Lolos Lagi dari Pemakzulan Buktikan Trump Masih Kuat Cengkeram Republik
Lolosnya Donald Trump, untuk kedua kalinya, dari pemakzulan memperlihatkan masih kuatnya pengaruh Trump di kalangan politisi Republik. Politisi Republik keder dengan balasan pendukung Trump jika mereka menghukum Trump.
Oleh
MH SAMSUL HADI DAN MAHDI MUHAMMAD
·5 menit baca
WASHINGTON, SENIN — Donald Trump kembali lolos dari pemakzulan setelah upaya Partai Demokrat untuk menghukumnya melalui sidang di Senat untuk kedua kalinya kandas di tangan Partai Republik, Sabtu (13/2/2021). Hanya 57 anggota Senat mendukung agar Trump dinyatakan bersalah menghasut kerusuhan di Capitol, 6 Januari lalu. Sisanya, 43 anggota Partai Republik, menolak.
Dibutuhkan minimal dukungan 67 anggota Senat untuk menyatakan Trump bersalah. Hanya tujuh anggota Senat asal Republik mendukung upaya Demokrat. Kenyataan ini memperlihatkan betapa masih kuatnya cengkeraman pengaruh Trump di Partai Republik.
Trump, yang jarang terlihat sejak meninggalkan Gedung Putih pada 20 Januari lalu, meraup loyalitas mendalam dari para pendukungnya. Para politisi Republikan keder pada balasan pendukung Trump—jika mereka menghukum Trump— terutama terkait pemilu 2022 untuk menguasai Kongres dan pemilu 2024 yang mungkin bisa diikuti lagi oleh Trump.
”Sulit membayangkan Republikan bisa memenangi pemilu nasional tanpa pendukung Trump dalam waktu dekat,” kata Alex Conant, ahli strategi Republikan dan asisten Senator Marco Rubio dalam konvensi nasional melawan Trump menjelang Pemilu 2016.
Menurut para politisi Demokrat, banyak senator Republikan takut menyatakan Trump bersalah karena tak mau mendapat serangan balasan dari para pendukung Trump. ”Andaikata pemungutan suara dilakukan secara tertutup, bakal ada vonis bersalah (untuk Trump),” ujar Senator Richard Blumenthal dari Demokrat.
Tujuh anggota Senat dari Partai Republik yang sepakat bahwa Trump bersalah dalam sidang Senat adalah Senator Richard Burr dari North Carolina, Bill Cassidy dari Louisiana, Susan Collins dari Maine, Lisa Murkowski dari Alaska, Mitt Romney dari Utah, Ben Sasse dari Nebraska, dan Patrick Toomey dari Pennsylvania.
”Saya yakin, banyak warga Alaska sangat kecewa dengan sikap saya, tetapi saya yakin banyak juga warga Alaska yang bangga dengan sikap saya,” ujar Murkowski kepada media Politico.

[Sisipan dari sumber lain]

use chrono::{DateTime, Utc};
use rust_decimal::Decimal;
use serde::{Deserialize, Serialize};
use sqlx::FromRow;
use uuid::Uuid;

use crate::models::customer::AccountHealth;
use crate::models::recommendation::Strategy;

/// How the customer reacted to the collection action.
#[derive(Debug, Clone, Copy, PartialEq, Eq, Serialize, Deserialize, sqlx::Type)]
#[sqlx(type_name = "varchar")]
#[serde(rename_all = "snake_case")]
pub enum CustomerResponse {
    #[sqlx(rename = "positive")]
    Positive,

    #[sqlx(rename = "neutral")]
    Neutral,

    #[sqlx(rename = "negative")]
    Negative,

    #[sqlx(rename = "disputed")]
    Disputed,

    #[sqlx(rename = "no_response")]
    NoResponse,
}

/// Realized result of a collection action. Maps to `collection_outcomes`.
///
/// `days_to_payment` and `amount_collected` are only set when
/// `payment_received` is true.
#[derive(Debug, Clone, Serialize, Deserialize, FromRow)]
pub struct CollectionOutcome {
    pub id: Uuid,

    /// Absent for manually recorded outcomes
    pub recommendation_id: Option<Uuid>,

    pub invoice_id: Uuid,

    pub payment_received: bool,

    pub days_to_payment: Option<i32>,

    pub customer_response: Option<CustomerResponse>,

    pub amount_collected: Option<Decimal>,

    pub collected_at: DateTime<Utc>,

    pub impact_notes: Option<String>,

    pub created_at: DateTime<Utc>,

    pub updated_at: DateTime<Utc>,
}

/// Outcome request body (create and corrective update share this shape).
#[derive(Debug, Clone, Default, Serialize, Deserialize)]
pub struct RecordOutcome {
    pub recommendation_id: Option<Uuid>,
    pub invoice_id: Uuid,
    pub payment_received: bool,
    pub days_to_payment: Option<i32>,
    pub amount_collected: Option<Decimal>,
    pub customer_response: Option<CustomerResponse>,
    pub notes: Option<String>,
    pub collected_at: Option<DateTime<Utc>>,
}

/// Normalized outcome ready to be written.
#[derive(Debug, Clone)]
pub struct NewOutcome {
    pub recommendation_id: Option<Uuid>,
    pub invoice_id: Uuid,
    pub payment_received: bool,
    pub days_to_payment: Option<i32>,
    pub customer_response: Option<CustomerResponse>,
    pub amount_collected: Option<Decimal>,
    pub collected_at: DateTime<Utc>,
    pub impact_notes: Option<String>,
}

/// Outcome joined with the recommendation, invoice and customer fields the
/// analytics aggregations group on.
#[derive(Debug, Clone, Serialize, Deserialize, FromRow)]
pub struct OutcomeRecord {
    pub outcome_id: Uuid,
    pub payment_received: bool,
    pub days_to_payment: Option<i32>,
    pub amount_collected: Option<Decimal>,
    pub collected_at: DateTime<Utc>,
    pub invoice_amount: Decimal,
    pub account_health: AccountHealth,
    pub strategy: Option<Strategy>,
    pub confidence: Option<i32>,
}

#[derive(Debug, Clone, Default, Serialize, Deserialize)]
pub struct OutcomeQuery {
    pub days: Option<i64>,
    pub limit: Option<i64>,
}
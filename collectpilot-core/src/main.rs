use std::sync::Arc;

use collectpilot_core::db::{create_pool, run_migrations};
use collectpilot_core::routes::create_router;
use collectpilot_core::store::{MemoryStore, PostgresStore, Store};
use collectpilot_core::{AppState, Config};
use dotenv::dotenv;
use tracing::{info, level_filters::LevelFilter, warn};
use tracing_subscriber::{layer::SubscriberExt, util::SubscriberInitExt, EnvFilter};

#[tokio::main]
async fn main() -> anyhow::Result<()> {
    // Load environment variables
    dotenv().ok();

    // Initialize tracing
    let filter = EnvFilter::try_from_default_env()
        .unwrap_or_else(|_| EnvFilter::new("info"))
        .add_directive(LevelFilter::INFO.into());

    tracing_subscriber::registry()
        .with(tracing_subscriber::fmt::layer())
        .with(filter)
        .init();

    info!("Starting CollectPilot Core Server...");

    let config = Config::from_env()?;

    let store: Arc<dyn Store> = match &config.database_url {
        Some(url) => {
            let pool = create_pool(url, config.database_max_connections).await?;
            run_migrations(&pool).await?;
            Arc::new(PostgresStore::new(pool))
        }
        None => {
            warn!("DATABASE_URL not set, using the in-memory store (data is lost on restart)");
            Arc::new(MemoryStore::new())
        }
    };

    let app_state = AppState::from_config(store, &config)?;
    let app = create_router(app_state);

    let address = config.bind_address();
    let listener = tokio::net::TcpListener::bind(&address)
        .await
        .map_err(|e| anyhow::anyhow!("Failed to bind to {}: {}", address, e))?;

    info!("Server listening on {}", address);

    axum::serve(listener, app)
        .await
        .map_err(|e| anyhow::anyhow!("Server error: {}", e))?;

    Ok(())
}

Murkowski adalah satu-satunya orang dan tujuh Senator Republik itu yang masih berharap terpilih lagi pada pemilu 2022. Adapun enam senator lainnya akan pensiun atau masa jabatan mereka belum berakhir pada pemilu tahun itu.
Persidangan pada akhir pekan yang terjadi lebih dari sebulan setelah kerusuhan di Gedung Capitol, yang dilakukan oleh pendukung mantan Presiden AS Donald Trump, adalah hal yang jarang terjadi. Pasukan Garda Nasional yang dilengkapi dengan senjata berjaga-jaga di sekitar dan di dalam gedung selama persidangan berlangsung.
Dalam persidangan yang cepat, bukti-bukti rekaman yang dipertontonkan di muka sidang memperlihatkan para pendukung Trump yang menyerbu ke dalam Gedung Capitol telah menghancurkan tradisi transisi kekuasaan pemerintahan secara damai. Tindakan itu terjadi setelah Trump menolak mengakui hasil pemilihan yang dimenangi Biden.
Trump, kepada para pendukungnya di luar Gedung Putih, menyerukan agar mereka berjuang mati-matian baginya di Capitol ketika Senat tengah bersidang untuk mengesahkan kemenangan Dewan Elektoral Biden atas Trump. Setelah seruan Trump, para pendukung Trump yang sebagian melengkapi dirinya dengan perlengkapan tempur taktis menyerbu ke dalam Gedung Capitol.
Di tempat terpisah, Trump menyambut gembira atas gagalnya pemakzulan dirinya yang kedua. ”Gerakan bersejarah, patriotik, dan indah kami untuk Membuat Amerika Kembali Hebat (Make America Great Again atau MAGA) baru saja dimulai. Kami memiliki begitu banyak pekerjaan di depan kami dan segera kami akan muncul dengan visi untuk masa depan Amerika yang cerah, bersinar, dan tak terbatas,” katanya dalam pernyataan.
Demokrasi rapuh
Tidak lama setelah Senat memutuskan bahwa Trump tidak bersalah, Presiden AS Joe Biden mengatakan, hasil sidang Senat tersebut menjadi pengingat bahwa demokrasi di AS rapuh dan seluruh rakyat memiliki tugas untuk membela kebenaran.
”Ini adalah babak menyedihkan dalam sejarah negara kita dan mengingatkan bahwa demokrasi itu rapuh. Meskipun pemungutan suara terakhir tidak mengarah pada hukuman, substansi dakwaan tidak diperdebatkan,” kata Biden.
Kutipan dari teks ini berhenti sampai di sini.